=== RECORDS ===

//! Structural features

use serde::{Deserialize, Serialize};

use crate::shared::constants::features::STRUCTURAL_DIMENSIONS;
use crate::shared::utils::math::safe_ratio;

/// Graph topology and control-flow metrics of one code fragment.
///
/// Complexity figures are heuristic estimates derived from label counts, not
/// exact McCabe numbers.
#[derive(Debug, Clone, Default, PartialEq, Serialize, Deserialize)]
pub struct StructuralFeatures {
    pub node_count: usize,
    pub edge_count: usize,
    /// edges / nodes
    pub graph_density: f64,
    /// 2·edges / nodes
    pub avg_degree: f64,
    pub cyclomatic_complexity: usize,
    pub nesting_depth: usize,
    pub essential_complexity: usize,
    pub control_structure_count: usize,
    pub block_count: usize,
    pub method_count: usize,
    /// Shannon entropy (base 2) of call-name frequencies
    pub call_entropy: f64,
    /// calls / nodes
    pub calls_per_node: f64,
    /// control structures / nodes
    pub control_ratio: f64,
}

impl StructuralFeatures {
    /// Fill the ratio fields from the counts already set.
    ///
    /// Every ratio is 0 when `node_count` is 0.
    pub fn with_ratios(mut self, call_count: usize) -> Self {
        let nodes = self.node_count as f64;
        self.graph_density = safe_ratio(self.edge_count as f64, nodes);
        self.avg_degree = safe_ratio(2.0 * self.edge_count as f64, nodes);
        self.calls_per_node = safe_ratio(call_count as f64, nodes);
        self.control_ratio = safe_ratio(self.control_structure_count as f64, nodes);
        self
    }

    /// Fixed-order retrieval vector (avg_degree is derivable from density
    /// and is not part of it)
    pub fn to_vector(&self) -> [f64; STRUCTURAL_DIMENSIONS] {
        [
            self.node_count as f64,
            self.edge_count as f64,
            self.graph_density,
            self.cyclomatic_complexity as f64,
            self.nesting_depth as f64,
            self.essential_complexity as f64,
            self.control_structure_count as f64,
            self.block_count as f64,
            self.method_count as f64,
            self.call_entropy,
            self.calls_per_node,
            self.control_ratio,
        ]
    }
}
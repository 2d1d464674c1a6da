//! Embedding provider decorator backed by an `EmbeddingCache`

use std::sync::Arc;
use tracing::{debug, warn};
use vulnrag_storage::{scoped_key, EmbeddingCache};

use crate::features::retrieval::error::EmbeddingError;
use crate::features::retrieval::ports::EmbeddingProvider;

/// Looks vectors up by content hash before calling the wrapped provider.
/// Keys are scoped by the provider's `model_id`, so one cache can back
/// several models.
///
/// Cache failures never fail an embedding: a broken read is a miss and a
/// broken write is logged.
pub struct CachedEmbedder<P> {
    provider: P,
    cache: Arc<dyn EmbeddingCache>,
    model_id: String,
}

impl<P: EmbeddingProvider> CachedEmbedder<P> {
    pub fn new(provider: P, cache: Arc<dyn EmbeddingCache>) -> Self {
        let model_id = provider.model_id();
        Self {
            provider,
            cache,
            model_id,
        }
    }

    /// Cache key for `text` under the wrapped provider's model
    pub fn key(&self, text: &str) -> String {
        scoped_key(&self.model_id, text)
    }

    pub fn cache(&self) -> &Arc<dyn EmbeddingCache> {
        &self.cache
    }

    /// Persist buffered cache writes
    pub fn flush(&self) {
        if let Err(e) = self.cache.flush() {
            warn!(backend = self.cache.backend_name(), error = %e, "embedding cache flush failed");
        }
    }

    fn lookup(&self, key: &str) -> Option<Vec<f64>> {
        match self.cache.get(key) {
            Ok(Some(vector)) if vector.len() == self.provider.dimension() => Some(vector),
            Ok(Some(vector)) => {
                warn!(
                    key,
                    found = vector.len(),
                    expected = self.provider.dimension(),
                    "ignoring cached embedding of wrong dimension"
                );
                None
            }
            Ok(None) => None,
            Err(e) => {
                warn!(backend = self.cache.backend_name(), error = %e, "embedding cache read failed");
                None
            }
        }
    }
}

impl<P: EmbeddingProvider> EmbeddingProvider for CachedEmbedder<P> {
    fn embed(&self, text: &str) -> Result<Vec<f64>, EmbeddingError> {
        let key = self.key(text);
        if let Some(vector) = self.lookup(&key) {
            debug!(key = %key, "embedding cache hit");
            return Ok(vector);
        }

        let vector = self.provider.embed(text)?;
        if let Err(e) = self.cache.put(&key, vector.clone()) {
            warn!(backend = self.cache.backend_name(), error = %e, "embedding cache write failed");
        }
        Ok(vector)
    }

    fn dimension(&self) -> usize {
        self.provider.dimension()
    }

    fn name(&self) -> &str {
        self.provider.name()
    }

    fn model_id(&self) -> String {
        self.model_id.clone()
    }
}
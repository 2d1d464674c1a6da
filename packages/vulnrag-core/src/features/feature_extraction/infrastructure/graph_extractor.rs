//! Graph-driven feature extraction
//!
//! Structural metrics come from the vertex and edge label histograms:
//!
//! | metric                | formula                                  |
//! |-----------------------|------------------------------------------|
//! | cyclomatic_complexity | max(1, CFG − BLOCK + METHOD)             |
//! | nesting_depth         | min(10, BLOCK / max(1, METHOD))          |
//! | essential_complexity  | CONTROL_STRUCTURE + CFG / 10             |
//!
//! Divisions are integer divisions. Semantic features come from the `NAME`
//! property of CALL, IDENTIFIER and FIELD_IDENTIFIER vertices.

use tracing::debug;

use crate::features::feature_extraction::domain::{
    ExtractedFeatures, NameObservations, StrategyKind, StructuralFeatures,
};
use crate::features::graph_parsing::PropertyGraph;
use crate::shared::constants::features::MAX_NESTING_ESTIMATE;
use crate::shared::constants::labels::{
    BLOCK, CALL, CFG, CONTROL_STRUCTURE, FIELD_IDENTIFIER, IDENTIFIER, METHOD,
};
use crate::shared::constants::properties::NAME;

/// Extracts features from a parsed code property graph
#[derive(Debug, Clone, Copy, Default)]
pub struct GraphFeatureExtractor;

impl GraphFeatureExtractor {
    pub fn new() -> Self {
        Self
    }

    pub fn extract(&self, graph: &PropertyGraph) -> ExtractedFeatures {
        let vertex_types = graph.vertex_histogram();
        let edge_types = graph.edge_histogram();

        let control = vertex_types.get(CONTROL_STRUCTURE);
        let blocks = vertex_types.get(BLOCK);
        let methods = vertex_types.get(METHOD);
        let calls = vertex_types.get(CALL);
        let cfg_edges = edge_types.get(CFG);

        let cyclomatic = (cfg_edges as i64 - blocks as i64 + methods as i64).max(1) as usize;
        let nesting = (blocks / methods.max(1)).min(MAX_NESTING_ESTIMATE as usize);
        let essential = control + cfg_edges / 10;

        let observations = observe_names(graph);

        let structural = StructuralFeatures {
            node_count: graph.vertex_count(),
            edge_count: graph.edge_count(),
            cyclomatic_complexity: cyclomatic,
            nesting_depth: nesting,
            essential_complexity: essential,
            control_structure_count: control,
            block_count: blocks,
            method_count: methods,
            call_entropy: observations.call_entropy(),
            ..Default::default()
        }
        .with_ratios(calls);

        let semantic = observations.summarize();
        let is_flat = graph.is_flat();

        debug!(
            nodes = structural.node_count,
            edges = structural.edge_count,
            calls = semantic.total_calls,
            is_flat,
            "extracted graph features"
        );

        ExtractedFeatures::new(structural, semantic, StrategyKind::Graph, is_flat)
    }
}

/// Names of call, identifier and field vertices in graph order
fn observe_names(graph: &PropertyGraph) -> NameObservations {
    let mut observations = NameObservations::new();
    for vertex in graph.vertices() {
        let label = vertex.label.as_str();
        if !matches!(label, CALL | IDENTIFIER | FIELD_IDENTIFIER) {
            continue;
        }
        let Some(name) = vertex.property_text(NAME) else {
            continue;
        };
        match label {
            CALL => observations.push_call(name),
            IDENTIFIER => observations.push_identifier(name),
            _ => observations.push_field_identifier(name),
        }
    }
    observations
}

#[cfg(test)]
mod tests {
    use super::*;
    use crate::features::graph_parsing::{Edge, PropertyValue, Vertex, VertexId};
    use crate::shared::constants::labels::UNKNOWN;
    use serde_json::json;

    fn named(id: i64, label: &str, name: &str) -> Vertex {
        Vertex::new(id, label).with_property(NAME, PropertyValue::from_json(&json!({"@value": [name]})))
    }

    fn graph_with(vertices: Vec<Vertex>, edges: &[(i64, i64, &str)]) -> PropertyGraph {
        let mut g = PropertyGraph::new();
        for v in vertices {
            g.insert_vertex(v);
        }
        for (s, t, label) in edges {
            g.connect(&VertexId::Int(*s), &VertexId::Int(*t), Edge::new(*label), None, None);
        }
        g
    }

    #[test]
    fn test_complexity_formulas() {
        let mut vertices = vec![Vertex::new(1, METHOD)];
        vertices.extend((2..5).map(|i| Vertex::new(i, BLOCK)));
        vertices.push(Vertex::new(5, CONTROL_STRUCTURE));
        let cfg: Vec<(i64, i64, &str)> = (0..12).map(|_| (1, 5, CFG)).collect();
        let g = graph_with(vertices, &cfg);

        let f = GraphFeatureExtractor::new().extract(&g).structural;
        // 12 − 3 + 1
        assert_eq!(f.cyclomatic_complexity, 10);
        assert_eq!(f.nesting_depth, 3);
        // 1 + 12/10
        assert_eq!(f.essential_complexity, 2);
        assert_eq!(f.control_structure_count, 1);
        assert_eq!(f.control_ratio, 0.2);
    }

    #[test]
    fn test_cyclomatic_floor_and_nesting_cap() {
        let mut vertices = vec![Vertex::new(0, METHOD)];
        vertices.extend((1..=15).map(|i| Vertex::new(i, BLOCK)));
        let g = graph_with(vertices, &[]);
        let f = GraphFeatureExtractor::new().extract(&g).structural;
        assert_eq!(f.cyclomatic_complexity, 1);
        assert_eq!(f.nesting_depth, 10);
    }

    #[test]
    fn test_semantic_from_names() {
        let g = graph_with(
            vec![
                named(1, CALL, "strcpy"),
                named(2, CALL, "foo"),
                named(3, IDENTIFIER, "buf"),
                named(4, FIELD_IDENTIFIER, "len"),
                Vertex::new(5, CALL),
            ],
            &[(1, 3, "AST")],
        );
        let f = GraphFeatureExtractor::new().extract(&g);
        assert_eq!(f.semantic.top_calls, vec!["strcpy", "foo"]);
        assert_eq!(f.semantic.top_identifiers, vec!["buf"]);
        assert_eq!(f.semantic.top_field_identifiers, vec!["len"]);
        assert_eq!(f.structural.call_entropy, 1.0);
        // three CALL vertices, one without a name
        assert_eq!(f.structural.calls_per_node, 3.0 / 5.0);
        assert_eq!(f.metadata.strategy, StrategyKind::Graph);
        assert_eq!(f.metadata.quality_score, 1.0);
    }

    #[test]
    fn test_flat_graph_flagged() {
        let vertices = (0..10).map(|i| Vertex::new(i, UNKNOWN)).collect();
        let f = GraphFeatureExtractor::new().extract(&graph_with(vertices, &[]));
        assert!(f.metadata.is_flat);
        assert_eq!(f.metadata.quality_score, 0.6);
    }
}
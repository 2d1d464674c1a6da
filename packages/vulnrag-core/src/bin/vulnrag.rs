//! Vulnrag CLI
//!
//! # Usage
//!
//! ```bash
//! # Inspect one exported CPG
//! vulnrag check-cpg data/cpg/CVE-2021-1234.json
//!
//! # Sanity-check an export directory (recursive) with a CSV report
//! vulnrag check-cpg data/cpg --report results/cpg_check.csv
//!
//! # Corpus-wide signatures
//! vulnrag signatures data/cpg --output data/signatures.csv
//!
//! # Build the VULN/PATCH indexes
//! vulnrag build-index --corpus data/corpus.json --out data/index
//!
//! # Query
//! vulnrag query suspect.c --top-k 5 --config vulnrag.yaml
//! ```

use clap::{Parser, Subcommand};
use std::path::{Path, PathBuf};
use tracing::info;
use tracing_subscriber::EnvFilter;
use vulnrag_core::config::{Preset, RetrievalConfig};
use vulnrag_core::features::graph_parsing::{
    check_dir, check_file, write_report_file, GraphParser,
};
use vulnrag_core::features::retrieval::{
    cached_provider, load_corpus, HybridRetriever, IndexBuilder,
};
use vulnrag_core::features::signature::{collect_graph_files, write_csv_file, SignatureBatch};
use vulnrag_core::{Result, VulnragError};

#[derive(Parser)]
#[command(name = "vulnrag")]
#[command(about = "CPG-based vulnerability retrieval", long_about = None)]
struct Cli {
    /// Debug logging (overridden by RUST_LOG)
    #[arg(short, long, global = true)]
    verbose: bool,

    #[command(subcommand)]
    command: Commands,
}

#[derive(Subcommand)]
enum Commands {
    /// Sanity-check graph documents; exits non-zero if any is KO
    CheckCpg {
        /// GraphSON file, or a directory scanned recursively for *.json
        input: PathBuf,

        /// Per-file CSV report
        #[arg(short, long)]
        report: Option<PathBuf>,

        /// KO examples listed after a directory scan
        #[arg(long, default_value_t = 5)]
        max_show: usize,
    },

    /// Extract structural signatures into a CSV file
    Signatures {
        /// Graph files or directories of graph files
        #[arg(required = true)]
        inputs: Vec<PathBuf>,

        /// Output CSV
        #[arg(short, long)]
        output: PathBuf,
    },

    /// Build VULN and PATCH index artifacts from a corpus file
    BuildIndex {
        /// Corpus JSON (array of records)
        #[arg(long)]
        corpus: PathBuf,

        /// Artifact directory
        #[arg(short, long)]
        out: PathBuf,

        /// YAML configuration (embedding + cache sections are used)
        #[arg(short, long)]
        config: Option<PathBuf>,
    },

    /// Retrieve similar vulnerable and patched code for a source file
    Query {
        /// C source file
        file: PathBuf,

        /// Results per index (defaults to the configured top_k)
        #[arg(short = 'k', long)]
        top_k: Option<usize>,

        /// YAML configuration
        #[arg(short, long)]
        config: Option<PathBuf>,

        /// Artifact directory (overrides the configuration)
        #[arg(long)]
        index: Option<PathBuf>,
    },
}

fn main() {
    let cli = Cli::parse();
    init_tracing(cli.verbose);

    if let Err(e) = run(cli.command) {
        eprintln!("error: {e}");
        std::process::exit(1);
    }
}

fn init_tracing(verbose: bool) {
    let default = if verbose { "debug" } else { "info" };
    let filter = EnvFilter::try_from_default_env().unwrap_or_else(|_| EnvFilter::new(default));
    tracing_subscriber::fmt()
        .with_env_filter(filter)
        .with_writer(std::io::stderr)
        .init();
}

fn run(command: Commands) -> Result<()> {
    match command {
        Commands::CheckCpg {
            input,
            report,
            max_show,
        } => check_cpg(&input, report.as_deref(), max_show),
        Commands::Signatures { inputs, output } => signatures(&inputs, &output),
        Commands::BuildIndex {
            corpus,
            out,
            config,
        } => build_index(&corpus, &out, config.as_deref()),
        Commands::Query {
            file,
            top_k,
            config,
            index,
        } => query(&file, top_k, config.as_deref(), index),
    }
}

fn load_config(path: Option<&Path>) -> Result<RetrievalConfig> {
    let config = match path {
        Some(path) => RetrievalConfig::from_yaml(path)?,
        None => RetrievalConfig::preset(Preset::default()),
    };
    config.validate()?;
    Ok(config)
}

fn print_json(value: &impl serde::Serialize) -> Result<()> {
    println!("{}", serde_json::to_string_pretty(value)?);
    Ok(())
}

fn check_cpg(input: &Path, report: Option<&Path>, max_show: usize) -> Result<()> {
    let checks = if input.is_dir() {
        let result = check_dir(input)?;
        if result.checks.is_empty() {
            return Err(VulnragError::invalid_input(format!(
                "no *.json under {}",
                input.display()
            )));
        }
        let total = result.total();
        for (i, check) in result.checks.iter().enumerate() {
            println!("[{:4}/{total}] {}: {}", i + 1, check.relative_path, check.message());
        }
        println!("\nOK: {} | KO: {} | Total: {total}", result.ok(), result.ko());
        for check in result.failures().take(max_show) {
            println!(" - {} -> {}", check.filename, check.reason);
        }
        result.checks
    } else {
        let check = check_file(input);
        println!("{}", check.message());
        if check.is_ok() {
            let mut parser = GraphParser::new();
            if parser.parse(input) {
                if let Some(summary) = parser.summary() {
                    print_json(&summary)?;
                }
            }
        }
        vec![check]
    };

    if let Some(report) = report {
        write_report_file(report, &checks)?;
        info!(report = %report.display(), rows = checks.len(), "wrote sanity report");
    }

    let ko = checks.iter().filter(|c| !c.is_ok()).count();
    if ko > 0 {
        return Err(VulnragError::invalid_input(format!(
            "{ko} of {} graph documents failed the sanity check",
            checks.len()
        )));
    }
    Ok(())
}

fn signatures(inputs: &[PathBuf], output: &Path) -> Result<()> {
    let mut files = Vec::new();
    for input in inputs {
        if input.is_dir() {
            files.extend(collect_graph_files(input)?);
        } else {
            files.push(input.clone());
        }
    }
    if files.is_empty() {
        return Err(VulnragError::invalid_input("no graph files found"));
    }

    let result = SignatureBatch::new().run(&files);
    write_csv_file(output, &result.signatures)?;
    info!(output = %output.display(), rows = result.signatures.len(), "wrote signatures");
    print_json(&result.summary)
}

fn build_index(corpus: &Path, out: &Path, config: Option<&Path>) -> Result<()> {
    let config = load_config(config)?;
    let records = load_corpus(corpus)?;
    let (embedder, cache) = cached_provider(&config.embedding, &config.cache)?;

    let report = IndexBuilder::new(embedder).build_to_dir(&records, out);
    cache.flush()?;
    print_json(&report?)
}

fn query(
    file: &Path,
    top_k: Option<usize>,
    config: Option<&Path>,
    index: Option<PathBuf>,
) -> Result<()> {
    let mut config = load_config(config)?;
    if let Some(index) = index {
        config.artifacts_dir = index;
    }
    let top_k = top_k.unwrap_or(config.top_k);
    let code = std::fs::read_to_string(file)?;

    let (embedder, cache) = cached_provider(&config.embedding, &config.cache)?;
    let retriever = HybridRetriever::from_config(&config, embedder)?;
    let result = retriever.hybrid_retrieval(&code, top_k);
    cache.flush()?;
    print_json(&result?)
}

===

→ **EXERCISE GOAL**: For the word "wrapped", count the lines of the data that contain it and report only the total.

→ **RESULT FOR THIS EXERCISE**: 2